> [EXERCISE GOAL]
Your answer is to be every line of the material that includes the string "ModelProvider".

━━━━━━━━━━━━━━━━━━━━━━━━━━━━━━

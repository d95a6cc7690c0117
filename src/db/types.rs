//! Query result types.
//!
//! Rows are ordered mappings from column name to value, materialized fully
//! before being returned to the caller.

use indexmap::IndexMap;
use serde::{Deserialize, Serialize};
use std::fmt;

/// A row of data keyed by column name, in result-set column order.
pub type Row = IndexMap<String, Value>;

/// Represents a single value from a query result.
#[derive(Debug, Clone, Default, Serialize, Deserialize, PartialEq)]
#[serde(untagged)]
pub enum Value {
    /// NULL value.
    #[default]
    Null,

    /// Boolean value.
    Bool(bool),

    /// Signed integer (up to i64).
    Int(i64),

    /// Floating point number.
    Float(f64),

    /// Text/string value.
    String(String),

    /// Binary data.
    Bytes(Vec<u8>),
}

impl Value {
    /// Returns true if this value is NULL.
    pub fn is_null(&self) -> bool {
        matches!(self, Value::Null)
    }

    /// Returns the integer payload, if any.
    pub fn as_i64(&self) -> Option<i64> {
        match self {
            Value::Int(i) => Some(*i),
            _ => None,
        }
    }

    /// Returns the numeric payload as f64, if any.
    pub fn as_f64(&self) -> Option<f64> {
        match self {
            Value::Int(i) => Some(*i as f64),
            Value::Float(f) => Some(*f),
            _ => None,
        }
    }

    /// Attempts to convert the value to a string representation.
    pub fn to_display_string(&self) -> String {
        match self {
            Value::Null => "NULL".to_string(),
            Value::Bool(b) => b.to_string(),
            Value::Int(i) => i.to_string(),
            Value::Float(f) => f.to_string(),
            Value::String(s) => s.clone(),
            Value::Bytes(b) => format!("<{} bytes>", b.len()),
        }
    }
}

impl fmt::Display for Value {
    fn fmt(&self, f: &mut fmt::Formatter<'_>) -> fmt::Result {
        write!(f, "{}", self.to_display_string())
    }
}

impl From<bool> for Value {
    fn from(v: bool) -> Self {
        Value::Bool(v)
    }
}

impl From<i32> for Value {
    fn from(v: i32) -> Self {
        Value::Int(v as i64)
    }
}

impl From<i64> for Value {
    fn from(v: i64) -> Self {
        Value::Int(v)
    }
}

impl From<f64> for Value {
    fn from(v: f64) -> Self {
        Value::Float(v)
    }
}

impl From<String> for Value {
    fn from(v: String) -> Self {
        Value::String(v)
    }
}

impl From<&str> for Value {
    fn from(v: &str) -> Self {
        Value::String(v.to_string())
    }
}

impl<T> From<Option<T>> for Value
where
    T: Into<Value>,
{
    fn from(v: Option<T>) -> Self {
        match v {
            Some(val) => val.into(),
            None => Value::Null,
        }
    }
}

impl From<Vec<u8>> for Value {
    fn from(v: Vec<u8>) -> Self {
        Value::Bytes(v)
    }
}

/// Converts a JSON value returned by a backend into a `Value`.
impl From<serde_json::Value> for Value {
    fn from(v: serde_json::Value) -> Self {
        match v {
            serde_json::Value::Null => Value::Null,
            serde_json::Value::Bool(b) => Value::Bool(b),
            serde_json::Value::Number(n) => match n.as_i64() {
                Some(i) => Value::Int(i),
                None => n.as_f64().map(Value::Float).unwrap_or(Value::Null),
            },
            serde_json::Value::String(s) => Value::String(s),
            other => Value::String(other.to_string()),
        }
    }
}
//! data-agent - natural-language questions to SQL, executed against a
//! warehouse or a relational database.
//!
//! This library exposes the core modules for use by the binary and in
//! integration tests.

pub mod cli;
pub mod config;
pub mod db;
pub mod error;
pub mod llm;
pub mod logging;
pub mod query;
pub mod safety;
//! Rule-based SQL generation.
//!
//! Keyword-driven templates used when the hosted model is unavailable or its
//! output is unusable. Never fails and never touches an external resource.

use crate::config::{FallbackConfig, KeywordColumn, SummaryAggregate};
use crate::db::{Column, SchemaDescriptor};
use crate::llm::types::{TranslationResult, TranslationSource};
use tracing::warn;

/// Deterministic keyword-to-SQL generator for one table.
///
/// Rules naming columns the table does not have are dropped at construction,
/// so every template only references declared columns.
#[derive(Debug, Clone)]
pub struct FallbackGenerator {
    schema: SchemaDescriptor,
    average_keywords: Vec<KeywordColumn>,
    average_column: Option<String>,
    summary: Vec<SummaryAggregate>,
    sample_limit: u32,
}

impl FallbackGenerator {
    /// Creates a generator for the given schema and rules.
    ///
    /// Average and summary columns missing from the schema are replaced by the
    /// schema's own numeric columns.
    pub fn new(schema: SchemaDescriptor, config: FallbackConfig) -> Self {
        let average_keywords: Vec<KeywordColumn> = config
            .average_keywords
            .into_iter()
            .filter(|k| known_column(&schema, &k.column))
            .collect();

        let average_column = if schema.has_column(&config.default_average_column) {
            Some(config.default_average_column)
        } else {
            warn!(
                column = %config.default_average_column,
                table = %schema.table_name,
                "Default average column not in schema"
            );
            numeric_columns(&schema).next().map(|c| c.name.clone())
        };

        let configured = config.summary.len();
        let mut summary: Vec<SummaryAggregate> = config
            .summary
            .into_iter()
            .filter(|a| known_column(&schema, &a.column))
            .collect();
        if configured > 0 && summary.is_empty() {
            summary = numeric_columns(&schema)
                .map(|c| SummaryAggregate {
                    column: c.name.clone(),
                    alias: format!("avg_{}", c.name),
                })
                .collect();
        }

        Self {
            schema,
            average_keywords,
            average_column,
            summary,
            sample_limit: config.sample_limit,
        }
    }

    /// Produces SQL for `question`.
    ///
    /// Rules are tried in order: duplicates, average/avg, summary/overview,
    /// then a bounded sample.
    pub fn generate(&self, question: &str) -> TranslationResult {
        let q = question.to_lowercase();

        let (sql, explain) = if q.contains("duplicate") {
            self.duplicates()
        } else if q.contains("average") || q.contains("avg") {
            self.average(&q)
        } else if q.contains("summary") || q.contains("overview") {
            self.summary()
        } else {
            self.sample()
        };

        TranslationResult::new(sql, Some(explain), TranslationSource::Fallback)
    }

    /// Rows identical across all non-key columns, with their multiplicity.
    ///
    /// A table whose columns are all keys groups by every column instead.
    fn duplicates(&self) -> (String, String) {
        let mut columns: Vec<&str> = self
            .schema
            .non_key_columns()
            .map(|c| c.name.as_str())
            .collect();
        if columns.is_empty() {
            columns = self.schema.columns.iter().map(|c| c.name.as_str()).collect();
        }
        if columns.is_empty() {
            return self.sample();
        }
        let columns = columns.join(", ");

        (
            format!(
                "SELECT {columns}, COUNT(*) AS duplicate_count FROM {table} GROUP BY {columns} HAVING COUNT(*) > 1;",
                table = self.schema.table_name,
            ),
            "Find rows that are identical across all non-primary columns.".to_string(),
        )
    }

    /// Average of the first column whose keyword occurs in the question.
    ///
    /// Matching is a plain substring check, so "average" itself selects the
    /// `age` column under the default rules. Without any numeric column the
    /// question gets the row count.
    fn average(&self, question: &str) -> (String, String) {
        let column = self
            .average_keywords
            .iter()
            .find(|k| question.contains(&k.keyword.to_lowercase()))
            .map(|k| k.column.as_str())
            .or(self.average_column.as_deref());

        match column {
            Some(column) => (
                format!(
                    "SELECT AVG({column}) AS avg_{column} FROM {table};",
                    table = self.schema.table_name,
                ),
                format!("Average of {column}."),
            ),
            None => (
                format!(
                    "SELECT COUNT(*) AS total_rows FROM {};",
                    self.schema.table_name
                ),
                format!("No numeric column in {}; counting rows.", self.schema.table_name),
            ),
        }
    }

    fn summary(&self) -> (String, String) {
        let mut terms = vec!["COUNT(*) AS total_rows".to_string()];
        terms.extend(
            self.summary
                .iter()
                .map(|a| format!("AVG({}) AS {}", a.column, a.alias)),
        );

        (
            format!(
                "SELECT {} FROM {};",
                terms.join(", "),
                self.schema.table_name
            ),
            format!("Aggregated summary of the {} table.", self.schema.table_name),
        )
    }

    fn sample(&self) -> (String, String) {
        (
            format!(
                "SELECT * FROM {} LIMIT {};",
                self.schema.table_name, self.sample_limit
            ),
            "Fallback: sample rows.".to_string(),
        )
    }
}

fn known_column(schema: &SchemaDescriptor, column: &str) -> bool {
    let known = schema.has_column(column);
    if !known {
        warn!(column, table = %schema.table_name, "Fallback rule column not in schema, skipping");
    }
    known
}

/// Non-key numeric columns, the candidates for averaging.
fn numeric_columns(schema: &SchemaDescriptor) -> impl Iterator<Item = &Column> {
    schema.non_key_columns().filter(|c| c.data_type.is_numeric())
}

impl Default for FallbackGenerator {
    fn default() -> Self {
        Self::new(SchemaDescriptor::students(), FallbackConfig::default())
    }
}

━━━━━━━━━━━━━━━━━━━━━━━━━━━━━━

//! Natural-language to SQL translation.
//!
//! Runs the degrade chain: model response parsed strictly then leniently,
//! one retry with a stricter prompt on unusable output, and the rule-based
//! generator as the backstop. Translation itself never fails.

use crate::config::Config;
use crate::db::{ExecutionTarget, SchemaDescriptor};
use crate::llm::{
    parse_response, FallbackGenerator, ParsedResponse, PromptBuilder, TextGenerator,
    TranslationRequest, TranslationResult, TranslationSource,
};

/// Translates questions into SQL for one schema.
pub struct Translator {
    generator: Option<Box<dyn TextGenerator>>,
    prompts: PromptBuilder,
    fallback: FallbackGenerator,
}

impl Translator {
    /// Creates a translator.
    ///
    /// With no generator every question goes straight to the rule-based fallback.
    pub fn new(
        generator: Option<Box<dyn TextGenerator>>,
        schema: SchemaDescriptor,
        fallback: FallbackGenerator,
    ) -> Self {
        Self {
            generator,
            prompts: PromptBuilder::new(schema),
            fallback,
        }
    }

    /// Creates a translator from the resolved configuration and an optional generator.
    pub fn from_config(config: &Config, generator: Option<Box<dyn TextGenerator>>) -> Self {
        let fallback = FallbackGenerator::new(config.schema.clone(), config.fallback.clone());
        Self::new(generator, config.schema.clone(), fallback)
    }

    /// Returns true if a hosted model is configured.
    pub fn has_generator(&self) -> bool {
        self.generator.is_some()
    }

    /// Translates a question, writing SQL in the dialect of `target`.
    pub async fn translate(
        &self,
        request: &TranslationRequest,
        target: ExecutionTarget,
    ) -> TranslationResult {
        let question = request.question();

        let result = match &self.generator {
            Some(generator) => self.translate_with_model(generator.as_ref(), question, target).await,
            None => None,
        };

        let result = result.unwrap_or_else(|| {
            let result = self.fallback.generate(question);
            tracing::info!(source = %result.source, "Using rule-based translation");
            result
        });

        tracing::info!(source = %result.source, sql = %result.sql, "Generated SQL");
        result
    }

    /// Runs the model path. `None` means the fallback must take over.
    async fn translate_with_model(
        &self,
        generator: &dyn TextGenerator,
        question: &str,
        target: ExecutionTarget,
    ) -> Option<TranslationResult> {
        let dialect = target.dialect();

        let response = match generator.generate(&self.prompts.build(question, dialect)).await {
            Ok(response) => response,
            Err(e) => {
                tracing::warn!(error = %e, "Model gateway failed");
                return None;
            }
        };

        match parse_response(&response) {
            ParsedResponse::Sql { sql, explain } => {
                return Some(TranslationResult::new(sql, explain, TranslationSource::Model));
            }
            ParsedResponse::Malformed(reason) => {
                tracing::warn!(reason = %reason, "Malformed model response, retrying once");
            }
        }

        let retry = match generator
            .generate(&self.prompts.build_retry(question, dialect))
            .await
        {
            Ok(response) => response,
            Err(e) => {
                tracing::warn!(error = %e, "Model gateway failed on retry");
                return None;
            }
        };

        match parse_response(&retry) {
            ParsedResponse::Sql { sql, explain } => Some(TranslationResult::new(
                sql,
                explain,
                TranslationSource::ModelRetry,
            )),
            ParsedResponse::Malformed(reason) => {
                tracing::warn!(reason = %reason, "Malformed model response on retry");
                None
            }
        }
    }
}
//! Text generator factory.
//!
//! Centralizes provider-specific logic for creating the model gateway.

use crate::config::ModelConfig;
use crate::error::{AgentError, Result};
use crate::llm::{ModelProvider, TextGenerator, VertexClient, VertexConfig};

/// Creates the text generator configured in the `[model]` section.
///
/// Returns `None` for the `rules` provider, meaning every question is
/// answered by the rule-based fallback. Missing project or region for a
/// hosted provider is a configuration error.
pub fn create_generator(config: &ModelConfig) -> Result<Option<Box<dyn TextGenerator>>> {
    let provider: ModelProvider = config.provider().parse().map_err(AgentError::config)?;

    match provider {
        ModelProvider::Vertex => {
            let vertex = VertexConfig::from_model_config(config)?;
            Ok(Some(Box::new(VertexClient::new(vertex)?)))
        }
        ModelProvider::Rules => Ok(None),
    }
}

━━━━━━━━━━━━━━━━━━━━━━━━━━━━━━

> [ANSWER SPACE]
use crate::llm::{ModelProvider, TextGenerator, VertexClient, VertexConfig};
    let provider: ModelProvider = config.provider().parse().map_err(AgentError::config)?;
        ModelProvider::Vertex => {
        ModelProvider::Rules => Ok(None),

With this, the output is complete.